WHAT THE TASK ASKS: The response must consist of the lines below from the one with "repository 94ff30428bbaf9da" through the one with "fn name(&self) -> &str;", exactly as they appear and with both ends kept.

****

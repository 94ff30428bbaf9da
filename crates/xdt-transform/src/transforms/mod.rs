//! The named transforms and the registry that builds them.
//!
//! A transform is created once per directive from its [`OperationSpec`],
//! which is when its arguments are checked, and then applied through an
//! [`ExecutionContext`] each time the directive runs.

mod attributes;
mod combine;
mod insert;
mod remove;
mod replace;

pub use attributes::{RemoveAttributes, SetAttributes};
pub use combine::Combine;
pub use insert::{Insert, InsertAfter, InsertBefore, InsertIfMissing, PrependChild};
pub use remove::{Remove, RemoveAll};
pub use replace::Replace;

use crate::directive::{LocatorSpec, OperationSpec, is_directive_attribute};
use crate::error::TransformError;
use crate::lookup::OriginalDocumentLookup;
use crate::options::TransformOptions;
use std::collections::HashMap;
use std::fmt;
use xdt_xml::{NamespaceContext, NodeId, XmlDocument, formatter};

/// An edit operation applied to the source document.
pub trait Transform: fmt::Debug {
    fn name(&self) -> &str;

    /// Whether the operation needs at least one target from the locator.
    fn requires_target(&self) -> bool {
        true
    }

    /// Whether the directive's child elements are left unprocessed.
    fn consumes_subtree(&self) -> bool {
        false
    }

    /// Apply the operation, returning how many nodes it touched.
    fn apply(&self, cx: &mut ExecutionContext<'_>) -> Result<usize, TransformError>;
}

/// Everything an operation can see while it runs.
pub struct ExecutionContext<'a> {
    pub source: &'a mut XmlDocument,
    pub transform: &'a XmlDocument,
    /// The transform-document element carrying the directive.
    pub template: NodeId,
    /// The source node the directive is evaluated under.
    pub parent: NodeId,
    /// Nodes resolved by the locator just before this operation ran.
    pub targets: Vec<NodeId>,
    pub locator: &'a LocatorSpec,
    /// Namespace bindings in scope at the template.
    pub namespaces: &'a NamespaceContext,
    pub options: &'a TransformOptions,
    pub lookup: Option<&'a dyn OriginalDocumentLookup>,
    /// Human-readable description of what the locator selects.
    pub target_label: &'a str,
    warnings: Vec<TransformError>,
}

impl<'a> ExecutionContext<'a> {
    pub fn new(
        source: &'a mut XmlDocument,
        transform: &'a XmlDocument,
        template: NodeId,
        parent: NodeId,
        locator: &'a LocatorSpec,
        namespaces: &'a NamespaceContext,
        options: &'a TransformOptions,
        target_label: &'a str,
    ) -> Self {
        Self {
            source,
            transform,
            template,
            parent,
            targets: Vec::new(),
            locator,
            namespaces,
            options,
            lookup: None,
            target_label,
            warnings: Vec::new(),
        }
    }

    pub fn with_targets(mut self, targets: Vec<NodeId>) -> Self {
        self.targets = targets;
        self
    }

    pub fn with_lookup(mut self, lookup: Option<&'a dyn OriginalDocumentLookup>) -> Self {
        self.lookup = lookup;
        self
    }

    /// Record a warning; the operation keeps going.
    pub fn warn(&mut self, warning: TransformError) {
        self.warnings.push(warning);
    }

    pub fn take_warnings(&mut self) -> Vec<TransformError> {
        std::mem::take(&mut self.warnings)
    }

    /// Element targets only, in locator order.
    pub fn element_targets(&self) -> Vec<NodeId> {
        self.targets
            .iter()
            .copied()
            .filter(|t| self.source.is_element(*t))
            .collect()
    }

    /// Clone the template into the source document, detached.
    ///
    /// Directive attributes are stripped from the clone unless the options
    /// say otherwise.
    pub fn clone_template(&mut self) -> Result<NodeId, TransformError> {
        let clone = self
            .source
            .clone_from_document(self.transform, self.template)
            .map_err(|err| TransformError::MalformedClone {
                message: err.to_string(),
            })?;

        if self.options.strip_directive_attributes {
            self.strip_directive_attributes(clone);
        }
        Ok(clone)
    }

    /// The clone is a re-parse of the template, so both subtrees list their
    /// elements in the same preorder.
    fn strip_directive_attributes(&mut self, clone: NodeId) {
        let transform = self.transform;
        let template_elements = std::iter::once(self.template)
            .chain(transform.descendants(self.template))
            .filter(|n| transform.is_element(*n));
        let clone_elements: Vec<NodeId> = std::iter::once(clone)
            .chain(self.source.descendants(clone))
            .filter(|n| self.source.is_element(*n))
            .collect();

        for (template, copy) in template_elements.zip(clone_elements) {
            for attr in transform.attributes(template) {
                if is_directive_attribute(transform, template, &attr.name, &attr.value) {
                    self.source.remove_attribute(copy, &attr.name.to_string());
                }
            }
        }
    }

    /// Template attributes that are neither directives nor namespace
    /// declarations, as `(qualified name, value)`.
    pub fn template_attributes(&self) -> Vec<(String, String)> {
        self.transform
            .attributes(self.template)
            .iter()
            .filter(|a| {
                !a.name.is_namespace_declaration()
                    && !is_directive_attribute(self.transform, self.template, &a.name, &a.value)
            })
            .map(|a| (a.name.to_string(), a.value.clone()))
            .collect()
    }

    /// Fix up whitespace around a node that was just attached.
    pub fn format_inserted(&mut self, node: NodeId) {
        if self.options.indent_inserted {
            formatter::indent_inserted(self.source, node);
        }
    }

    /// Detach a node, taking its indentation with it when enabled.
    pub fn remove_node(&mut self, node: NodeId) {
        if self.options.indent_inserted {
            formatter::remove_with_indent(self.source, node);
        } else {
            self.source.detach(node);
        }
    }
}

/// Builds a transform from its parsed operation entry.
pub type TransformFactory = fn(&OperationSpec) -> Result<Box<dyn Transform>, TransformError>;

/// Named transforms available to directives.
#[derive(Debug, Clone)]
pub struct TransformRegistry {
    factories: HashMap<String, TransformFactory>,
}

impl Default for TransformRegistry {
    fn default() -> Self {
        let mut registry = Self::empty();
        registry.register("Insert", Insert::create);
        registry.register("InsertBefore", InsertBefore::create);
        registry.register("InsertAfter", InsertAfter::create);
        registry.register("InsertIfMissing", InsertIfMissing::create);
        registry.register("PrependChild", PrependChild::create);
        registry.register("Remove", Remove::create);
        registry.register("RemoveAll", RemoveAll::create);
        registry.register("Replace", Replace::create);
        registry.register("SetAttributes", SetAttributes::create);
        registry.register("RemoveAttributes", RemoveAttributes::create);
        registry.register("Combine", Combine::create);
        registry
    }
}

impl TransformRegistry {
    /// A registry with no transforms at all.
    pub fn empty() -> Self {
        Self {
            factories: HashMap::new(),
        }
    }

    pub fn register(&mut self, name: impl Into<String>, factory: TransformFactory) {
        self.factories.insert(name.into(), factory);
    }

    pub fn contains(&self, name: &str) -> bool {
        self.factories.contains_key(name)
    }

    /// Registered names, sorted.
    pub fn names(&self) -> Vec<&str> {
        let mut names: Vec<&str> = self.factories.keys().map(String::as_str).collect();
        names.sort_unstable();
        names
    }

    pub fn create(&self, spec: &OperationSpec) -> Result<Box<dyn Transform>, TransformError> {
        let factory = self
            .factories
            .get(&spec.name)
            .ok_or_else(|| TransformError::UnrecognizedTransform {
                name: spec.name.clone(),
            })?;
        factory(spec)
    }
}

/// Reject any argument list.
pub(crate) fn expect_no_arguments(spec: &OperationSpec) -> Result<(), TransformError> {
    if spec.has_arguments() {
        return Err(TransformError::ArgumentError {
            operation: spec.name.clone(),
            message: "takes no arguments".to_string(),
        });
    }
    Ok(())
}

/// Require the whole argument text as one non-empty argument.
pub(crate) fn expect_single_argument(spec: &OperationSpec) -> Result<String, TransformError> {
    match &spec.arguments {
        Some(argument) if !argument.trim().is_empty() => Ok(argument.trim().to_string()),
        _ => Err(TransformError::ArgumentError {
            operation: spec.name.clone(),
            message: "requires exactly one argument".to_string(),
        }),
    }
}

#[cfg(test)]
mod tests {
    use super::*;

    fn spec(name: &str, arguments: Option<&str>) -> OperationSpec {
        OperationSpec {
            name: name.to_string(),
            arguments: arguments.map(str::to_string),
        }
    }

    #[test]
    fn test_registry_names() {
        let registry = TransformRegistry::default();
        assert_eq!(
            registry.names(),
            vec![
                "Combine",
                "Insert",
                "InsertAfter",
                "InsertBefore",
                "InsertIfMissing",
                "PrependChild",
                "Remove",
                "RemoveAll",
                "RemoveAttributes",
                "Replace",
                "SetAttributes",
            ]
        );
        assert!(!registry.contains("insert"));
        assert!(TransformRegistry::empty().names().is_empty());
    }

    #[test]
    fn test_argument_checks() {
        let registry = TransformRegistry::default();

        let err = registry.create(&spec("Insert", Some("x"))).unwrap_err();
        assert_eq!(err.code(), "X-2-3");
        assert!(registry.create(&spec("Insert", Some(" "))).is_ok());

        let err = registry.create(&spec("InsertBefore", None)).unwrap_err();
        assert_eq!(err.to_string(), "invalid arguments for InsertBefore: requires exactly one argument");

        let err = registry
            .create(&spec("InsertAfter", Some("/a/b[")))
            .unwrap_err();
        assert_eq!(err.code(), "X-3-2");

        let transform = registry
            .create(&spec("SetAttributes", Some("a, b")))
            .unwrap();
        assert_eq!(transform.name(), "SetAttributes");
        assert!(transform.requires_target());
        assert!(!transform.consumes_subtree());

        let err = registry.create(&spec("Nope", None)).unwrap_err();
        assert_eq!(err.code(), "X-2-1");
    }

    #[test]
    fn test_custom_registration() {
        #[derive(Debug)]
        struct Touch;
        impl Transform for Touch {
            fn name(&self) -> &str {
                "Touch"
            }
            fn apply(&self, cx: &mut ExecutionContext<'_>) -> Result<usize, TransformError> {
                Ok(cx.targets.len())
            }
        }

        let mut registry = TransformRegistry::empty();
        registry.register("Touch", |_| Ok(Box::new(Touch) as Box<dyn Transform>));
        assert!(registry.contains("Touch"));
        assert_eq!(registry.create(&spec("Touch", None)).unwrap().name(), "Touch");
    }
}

****

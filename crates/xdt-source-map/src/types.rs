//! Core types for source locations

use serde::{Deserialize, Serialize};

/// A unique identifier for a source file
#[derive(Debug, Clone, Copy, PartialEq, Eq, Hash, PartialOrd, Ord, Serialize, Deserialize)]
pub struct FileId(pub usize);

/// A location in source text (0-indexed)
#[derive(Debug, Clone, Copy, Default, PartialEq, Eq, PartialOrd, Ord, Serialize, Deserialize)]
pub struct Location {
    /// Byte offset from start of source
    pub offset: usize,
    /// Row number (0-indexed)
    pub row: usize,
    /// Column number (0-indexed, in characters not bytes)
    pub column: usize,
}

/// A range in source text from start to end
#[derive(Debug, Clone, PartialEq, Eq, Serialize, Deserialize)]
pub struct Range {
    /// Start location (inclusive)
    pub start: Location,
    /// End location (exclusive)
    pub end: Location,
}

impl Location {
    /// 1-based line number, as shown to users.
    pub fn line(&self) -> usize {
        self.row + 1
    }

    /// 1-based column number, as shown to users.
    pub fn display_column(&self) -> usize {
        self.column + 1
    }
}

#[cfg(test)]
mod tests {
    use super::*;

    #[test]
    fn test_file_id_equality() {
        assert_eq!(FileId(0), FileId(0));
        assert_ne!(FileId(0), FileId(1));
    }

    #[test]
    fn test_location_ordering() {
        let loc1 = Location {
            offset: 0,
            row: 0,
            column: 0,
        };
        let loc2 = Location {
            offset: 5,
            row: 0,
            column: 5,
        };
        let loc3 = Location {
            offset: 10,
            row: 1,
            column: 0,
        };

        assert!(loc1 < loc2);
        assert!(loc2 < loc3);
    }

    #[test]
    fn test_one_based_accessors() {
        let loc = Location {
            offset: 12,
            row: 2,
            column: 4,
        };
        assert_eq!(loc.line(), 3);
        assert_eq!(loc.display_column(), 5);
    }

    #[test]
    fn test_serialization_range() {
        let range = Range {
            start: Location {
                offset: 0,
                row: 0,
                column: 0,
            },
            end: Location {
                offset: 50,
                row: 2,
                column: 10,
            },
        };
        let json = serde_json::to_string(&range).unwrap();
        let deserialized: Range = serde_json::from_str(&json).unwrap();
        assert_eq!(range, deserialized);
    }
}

****

COMPLETED TASK:
repository 94ff30428bbaf9da
filename crates/xdt-transform/src/transforms/mod.rs
//! The named transforms and the registry that builds them.
//!
//! A transform is created once per directive from its [`OperationSpec`],
//! which is when its arguments are checked, and then applied through an
//! [`ExecutionContext`] each time the directive runs.

mod attributes;
mod combine;
mod insert;
mod remove;
mod replace;

pub use attributes::{RemoveAttributes, SetAttributes};
pub use combine::Combine;
pub use insert::{Insert, InsertAfter, InsertBefore, InsertIfMissing, PrependChild};
pub use remove::{Remove, RemoveAll};
pub use replace::Replace;

use crate::directive::{LocatorSpec, OperationSpec, is_directive_attribute};
use crate::error::TransformError;
use crate::lookup::OriginalDocumentLookup;
use crate::options::TransformOptions;
use std::collections::HashMap;
use std::fmt;
use xdt_xml::{NamespaceContext, NodeId, XmlDocument, formatter};

/// An edit operation applied to the source document.
pub trait Transform: fmt::Debug {
    fn name(&self) -> &str;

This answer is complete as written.